__Problem details__
Lines of the records that hold the word "impl" are to be counted; give the number and nothing more.

__Exercise inputs__
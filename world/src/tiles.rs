//! Tile grid that validates tower placement.

use waypoint_defence_core::{
    distance_to_segment, PlacementError, Size, TileCoord, TileSnapshot, TileState, Vec2,
};

#[derive(Clone, Copy, Debug, PartialEq, Eq)]
enum Base {
    Empty,
    Occupied,
    Blocked,
    Invalid,
}

#[derive(Clone, Copy, Debug)]
struct Cell {
    base: Base,
    highlighted: bool,
    preparation_blocked: bool,
}

/// Grid of square tiles centered inside the viewport.
///
/// The outermost ring of tiles is permanently invalid; tiles near the enemy
/// path are blocked. Highlights are purely presentational and never change
/// whether a tile accepts a tower.
#[derive(Clone, Debug)]
pub struct TileGrid {
    columns: u32,
    rows: u32,
    tile_length: f32,
    offset: Vec2,
    cells: Vec<Cell>,
}

impl TileGrid {
    /// Grid without any tiles, used before configuration.
    #[must_use]
    pub(crate) fn empty() -> Self {
        Self {
            columns: 0,
            rows: 0,
            tile_length: 0.0,
            offset: Vec2::ZERO,
            cells: Vec::new(),
        }
    }

    /// Lays out `columns` tiles per row and as many rows as fit the viewport.
    #[must_use]
    pub(crate) fn new(viewport: Size, columns: u32, tile_length: f32) -> Self {
        if !(tile_length > 0.0) || !(viewport.height() > 0.0) {
            return Self::empty();
        }
        let rows = (viewport.height() / tile_length).floor() as u32;
        let extent = Vec2::new(columns as f32 * tile_length, rows as f32 * tile_length);
        let offset = Vec2::new(
            (viewport.width() - extent.x()) / 2.0,
            (viewport.height() - extent.y()) / 2.0,
        );

        let mut cells = Vec::with_capacity(columns as usize * rows as usize);
        for row in 0..rows {
            for column in 0..columns {
                let border = column == 0 || row == 0 || column + 1 == columns || row + 1 == rows;
                cells.push(Cell {
                    base: if border { Base::Invalid } else { Base::Empty },
                    highlighted: false,
                    preparation_blocked: false,
                });
            }
        }

        Self {
            columns,
            rows,
            tile_length,
            offset,
            cells,
        }
    }

    /// Number of tile columns.
    #[must_use]
    pub const fn columns(&self) -> u32 {
        self.columns
    }

    /// Number of tile rows.
    #[must_use]
    pub const fn rows(&self) -> u32 {
        self.rows
    }

    /// Edge length of a tile in world units.
    #[must_use]
    pub const fn tile_length(&self) -> f32 {
        self.tile_length
    }

    /// World position of the grid's top-left corner.
    #[must_use]
    pub const fn offset(&self) -> Vec2 {
        self.offset
    }

    fn index(&self, tile: TileCoord) -> Option<usize> {
        if tile.column() >= self.columns || tile.row() >= self.rows {
            return None;
        }
        Some(tile.row() as usize * self.columns as usize + tile.column() as usize)
    }

    fn cell(&self, tile: TileCoord) -> Option<&Cell> {
        self.index(tile).and_then(|index| self.cells.get(index))
    }

    fn cell_mut(&mut self, tile: TileCoord) -> Option<&mut Cell> {
        self.index(tile).and_then(move |index| self.cells.get_mut(index))
    }

    fn coords(&self) -> impl Iterator<Item = TileCoord> + '_ {
        (0..self.rows)
            .flat_map(move |row| (0..self.columns).map(move |column| TileCoord::new(column, row)))
    }

    /// World-space center of a tile.
    #[must_use]
    pub fn center(&self, tile: TileCoord) -> Option<Vec2> {
        let _ = self.index(tile)?;
        let half = self.tile_length / 2.0;
        Some(Vec2::new(
            self.offset.x() + tile.column() as f32 * self.tile_length + half,
            self.offset.y() + tile.row() as f32 * self.tile_length + half,
        ))
    }

    /// Maps a world position onto the nearest interior tile.
    ///
    /// Returns `None` when the point lies outside the grid or the grid has no
    /// interior tiles.
    #[must_use]
    pub fn world_to_tile(&self, point: Vec2) -> Option<TileCoord> {
        if self.columns < 3 || self.rows < 3 || !point.is_finite() {
            return None;
        }
        let local = point - self.offset;
        let width = self.columns as f32 * self.tile_length;
        let height = self.rows as f32 * self.tile_length;
        if local.x() < 0.0 || local.y() < 0.0 || local.x() > width || local.y() > height {
            return None;
        }

        let half = self.tile_length / 2.0;
        let snap = |value: f32, count: u32| -> u32 {
            let nearest = ((value - half) / self.tile_length).round().max(0.0) as u32;
            nearest.clamp(1, count - 2)
        };
        Some(TileCoord::new(
            snap(local.x(), self.columns),
            snap(local.y(), self.rows),
        ))
    }

    /// Presentation state of a tile.
    #[must_use]
    pub fn state(&self, tile: TileCoord) -> Option<TileState> {
        let cell = self.cell(tile)?;
        Some(match cell.base {
            Base::Invalid => TileState::Invalid,
            Base::Occupied => TileState::Occupied,
            Base::Blocked => TileState::Blocked,
            Base::Empty if cell.preparation_blocked => TileState::PreparationBlocked,
            Base::Empty if cell.highlighted => TileState::Highlighted,
            Base::Empty => TileState::Empty,
        })
    }

    /// Reports whether a tower may be built on the tile.
    #[must_use]
    pub fn can_place(&self, tile: TileCoord) -> bool {
        self.cell(tile)
            .is_some_and(|cell| cell.base == Base::Empty && !cell.preparation_blocked)
    }

    /// Marks an empty tile as occupied.
    pub(crate) fn place(&mut self, tile: TileCoord) -> Result<(), PlacementError> {
        if !self.can_place(tile) {
            return Err(match self.cell(tile) {
                Some(_) => PlacementError::TileUnavailable,
                None => PlacementError::NoTile,
            });
        }
        if let Some(cell) = self.cell_mut(tile) {
            cell.base = Base::Occupied;
            cell.highlighted = false;
        }
        Ok(())
    }

    /// Returns an occupied tile to the empty state.
    pub(crate) fn release(&mut self, tile: TileCoord) -> bool {
        match self.cell_mut(tile) {
            Some(cell) if cell.base == Base::Occupied => {
                cell.base = Base::Empty;
                true
            }
            _ => false,
        }
    }

    /// Blocks every empty tile whose center lies within `clearance` of the
    /// path. Tiles blocked by a previous path are freed first.
    pub(crate) fn mark_path(&mut self, waypoints: &[Vec2], clearance: f32) -> usize {
        for cell in &mut self.cells {
            if cell.base == Base::Blocked {
                cell.base = Base::Empty;
            }
        }

        let blocked: Vec<TileCoord> = self
            .coords()
            .filter(|tile| self.cell(*tile).is_some_and(|cell| cell.base == Base::Empty))
            .filter(|tile| {
                self.center(*tile).is_some_and(|center| {
                    near_path(center, waypoints, clearance)
                })
            })
            .collect();

        for tile in &blocked {
            if let Some(cell) = self.cell_mut(*tile) {
                cell.base = Base::Blocked;
            }
        }
        blocked.len()
    }

    /// Highlights a tile for the drag preview.
    pub(crate) fn highlight(&mut self, tile: TileCoord) -> bool {
        match self.cell_mut(tile) {
            Some(cell) => {
                cell.highlighted = true;
                true
            }
            None => false,
        }
    }

    pub(crate) fn clear_highlights(&mut self) {
        for cell in &mut self.cells {
            cell.highlighted = false;
        }
    }

    /// Blocks every tile whose center lies within `radius` of `around`.
    pub(crate) fn set_preparation_blocked(&mut self, around: Vec2, radius: f32) -> usize {
        let tiles: Vec<TileCoord> = self
            .coords()
            .filter(|tile| {
                self.center(*tile)
                    .is_some_and(|center| center.distance(around) <= radius)
            })
            .collect();
        for tile in &tiles {
            if let Some(cell) = self.cell_mut(*tile) {
                cell.preparation_blocked = true;
            }
        }
        tiles.len()
    }

    pub(crate) fn clear_preparation_blocks(&mut self) {
        for cell in &mut self.cells {
            cell.preparation_blocked = false;
        }
    }

    /// Captures every tile in row-major order.
    #[must_use]
    pub fn snapshots(&self) -> Vec<TileSnapshot> {
        self.coords()
            .filter_map(|tile| {
                Some(TileSnapshot {
                    tile,
                    center: self.center(tile)?,
                    state: self.state(tile)?,
                })
            })
            .collect()
    }
}

fn near_path(point: Vec2, waypoints: &[Vec2], clearance: f32) -> bool {
    match waypoints {
        [] => false,
        [single] => single.distance(point) <= clearance,
        _ => waypoints
            .windows(2)
            .any(|segment| distance_to_segment(point, segment[0], segment[1]) <= clearance),
    }
}

#[cfg(test)]
mod tests {
    use super::*;

    fn grid() -> TileGrid {
        TileGrid::new(Size::new(800.0, 600.0), 20, 40.0)
    }

    #[test]
    fn rows_follow_viewport_height_and_grid_is_centered() {
        let grid = TileGrid::new(Size::new(820.0, 610.0), 20, 40.0);
        assert_eq!(grid.rows(), 15);
        assert_eq!(grid.offset(), Vec2::new(10.0, 5.0));
        assert_eq!(grid.center(TileCoord::new(0, 0)), Some(Vec2::new(30.0, 25.0)));
        assert_eq!(grid.center(TileCoord::new(20, 0)), None);
    }

    #[test]
    fn outer_ring_is_invalid() {
        let grid = grid();
        assert_eq!(grid.state(TileCoord::new(0, 5)), Some(TileState::Invalid));
        assert_eq!(grid.state(TileCoord::new(19, 5)), Some(TileState::Invalid));
        assert_eq!(grid.state(TileCoord::new(5, 14)), Some(TileState::Invalid));
        assert_eq!(grid.state(TileCoord::new(5, 5)), Some(TileState::Empty));
        assert!(!grid.can_place(TileCoord::new(0, 0)));
    }

    #[test]
    fn world_positions_snap_to_interior_tiles() {
        let grid = grid();
        assert_eq!(
            grid.world_to_tile(Vec2::new(215.0, 139.0)),
            Some(TileCoord::new(5, 3))
        );
        assert_eq!(grid.world_to_tile(Vec2::new(2.0, 2.0)), Some(TileCoord::new(1, 1)));
        assert_eq!(
            grid.world_to_tile(Vec2::new(799.0, 599.0)),
            Some(TileCoord::new(18, 13))
        );
        assert_eq!(grid.world_to_tile(Vec2::new(-1.0, 10.0)), None);
        assert_eq!(grid.world_to_tile(Vec2::new(10.0, 601.0)), None);
    }

    #[test]
    fn tiny_grids_have_no_interior() {
        let grid = TileGrid::new(Size::new(80.0, 80.0), 2, 40.0);
        assert_eq!(grid.world_to_tile(Vec2::new(40.0, 40.0)), None);
        assert!(TileGrid::empty().snapshots().is_empty());
    }

    #[test]
    fn placement_requires_an_empty_tile() {
        let mut grid = grid();
        let tile = TileCoord::new(4, 4);

        assert_eq!(grid.place(tile), Ok(()));
        assert_eq!(grid.state(tile), Some(TileState::Occupied));
        assert_eq!(grid.place(tile), Err(PlacementError::TileUnavailable));
        assert_eq!(grid.place(TileCoord::new(40, 4)), Err(PlacementError::NoTile));

        assert!(grid.release(tile));
        assert!(!grid.release(tile));
        assert!(grid.can_place(tile));
    }

    #[test]
    fn path_blocks_nearby_tiles() {
        let mut grid = grid();
        let path = [Vec2::new(0.0, 280.0), Vec2::new(800.0, 280.0)];
        assert!(grid.mark_path(&path, 30.0) > 0);

        assert_eq!(grid.state(TileCoord::new(5, 7)), Some(TileState::Blocked));
        assert_eq!(grid.state(TileCoord::new(5, 6)), Some(TileState::Blocked));
        assert_eq!(grid.state(TileCoord::new(5, 5)), Some(TileState::Empty));
        assert_eq!(grid.state(TileCoord::new(5, 8)), Some(TileState::Empty));
        assert_eq!(grid.state(TileCoord::new(0, 7)), Some(TileState::Invalid));

        let moved = [Vec2::new(0.0, 100.0), Vec2::new(800.0, 100.0)];
        let _ = grid.mark_path(&moved, 30.0);
        assert_eq!(grid.state(TileCoord::new(5, 7)), Some(TileState::Empty));
    }

    #[test]
    fn highlights_never_change_legality() {
        let mut grid = grid();
        let tile = TileCoord::new(3, 3);

        assert!(grid.highlight(tile));
        assert_eq!(grid.state(tile), Some(TileState::Highlighted));
        assert!(grid.can_place(tile));

        grid.clear_highlights();
        assert_eq!(grid.state(tile), Some(TileState::Empty));
    }

    #[test]
    fn preparation_blocks_are_temporary() {
        let mut grid = grid();
        let entry = grid.center(TileCoord::new(2, 7)).expect("tile exists");
        let blocked = grid.set_preparation_blocked(entry, 80.0);
        assert!(blocked >= 5);

        assert_eq!(grid.state(TileCoord::new(4, 7)), Some(TileState::PreparationBlocked));
        assert!(!grid.can_place(TileCoord::new(4, 7)));
        assert!(grid.can_place(TileCoord::new(5, 7)));

        grid.clear_preparation_blocks();
        assert!(grid.can_place(TileCoord::new(4, 7)));
    }
}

__Result below__
2